Non casualmente. Non rumorosamente. Sistematicamente. A partire dalle decisioni che contano di più.
> Il vincolo che hai impostato tre mesi fa "non usare mai Redis, il cliente lo ha vietato dopo un incidente in produzione." Sparito. La restrizione sulla regione di distribuzione GDPR. Sparita. Il limite di ripetizione che hai testato empiricamente dopo il fallimento a cascata. Sparito.

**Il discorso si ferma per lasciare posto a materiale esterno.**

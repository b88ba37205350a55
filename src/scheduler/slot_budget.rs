use std::ops::Range;

use crate::{
    dispatch::DispatchPlan,
    quantity::{cost::Cost, power::Kilowatts, rate::KilowattHourRate, time::Hours},
};

/// Power values within this tolerance satisfy the ceiling.
const POWER_TOLERANCE: f64 = 1e-9;

#[derive(Copy, Clone, Debug)]
struct SlotState {
    rate: KilowattHourRate,

    /// Appliance power already placed into the slot.
    load: Kilowatts,

    /// Solar that the dispatch plan would export, still available to appliances.
    spare_solar: Kilowatts,
}

/// Remaining per-slot headroom on top of the dispatch plan.
///
/// The battery schedule is committed to the base load, so appliance power is covered by the
/// spare solar and then by the grid at the tariff rate, never by extra battery discharge.
pub struct SlotBudget {
    slots: Vec<SlotState>,
    duration: Hours,
    feed_in_rate: KilowattHourRate,
}

impl SlotBudget {
    pub fn new(dispatch: &DispatchPlan, feed_in_rate: KilowattHourRate) -> Self {
        let duration =
            dispatch.decisions.first().map_or(Hours::ZERO, |decision| decision.interval.hours());
        let slots = dispatch
            .decisions
            .iter()
            .map(|decision| SlotState {
                rate: decision.tariff_rate,
                load: Kilowatts::ZERO,
                spare_solar: decision.solar_exported,
            })
            .collect();
        Self { slots, duration, feed_in_rate }
    }

    #[must_use]
    pub fn len(&self) -> usize {
        self.slots.len()
    }

    /// Whether the extra power keeps every slot of the range under the ceiling.
    #[must_use]
    pub fn fits(&self, range: Range<usize>, power: Kilowatts, ceiling: Option<Kilowatts>) -> bool {
        let Some(ceiling) = ceiling else {
            return true;
        };
        self.slots[range].iter().all(|slot| (slot.load + power).0 <= ceiling.0 + POWER_TOLERANCE)
    }

    /// Added cost of running the power over the range.
    ///
    /// The load absorbs the spare solar first, forgoing its feed-in credit,
    /// then draws from the grid.
    pub fn marginal_cost(&self, range: Range<usize>, power: Kilowatts) -> Cost {
        self.slots[range].iter().map(|slot| self.slot_cost(slot, power)).sum()
    }

    /// Place the power into the range and return its cost.
    pub fn commit(&mut self, range: Range<usize>, power: Kilowatts) -> Cost {
        let mut cost = Cost::ZERO;
        for index in range {
            let slot = self.slots[index];
            cost += self.slot_cost(&slot, power);
            self.slots[index] = SlotState {
                load: slot.load + power,
                spare_solar: (slot.spare_solar - power).max(Kilowatts::ZERO),
                ..slot
            };
        }
        cost
    }

    /// Highest placed load over the range.
    pub fn peak_load(&self, range: Range<usize>) -> Kilowatts {
        self.slots[range].iter().map(|slot| slot.load).max().unwrap_or(Kilowatts::ZERO)
    }

    fn slot_cost(&self, slot: &SlotState, power: Kilowatts) -> Cost {
        let from_solar = power.min(slot.spare_solar);
        let from_grid = power - from_solar;
        from_solar * self.duration * self.feed_in_rate + from_grid * self.duration * slot.rate
    }
}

> Il modello non te lo ha mai detto. Ha semplicemente iniziato a usare i valori predefiniti.
> Questo si chiama decadimento del contesto. E i ricercatori di Cambridge e Independent hanno appena quantificato esattamente quanto sia grave.
> Ogni sistema AI in produzione che funziona abbastanza a lungo alla fine comprimerà il suo contesto per fare spazio a nuove informazioni. Quella compressione è catastroficamente perdente. L'hanno testata direttamente: 2.000 fatti compressi a 36,7× hanno lasciato il 60% della base di conoscenza permanentemente irrecuperabile. Non allucinato. Non sbagliato. Semplicemente sparito. Il modello ha onestamente riportato di non avere più le informazioni.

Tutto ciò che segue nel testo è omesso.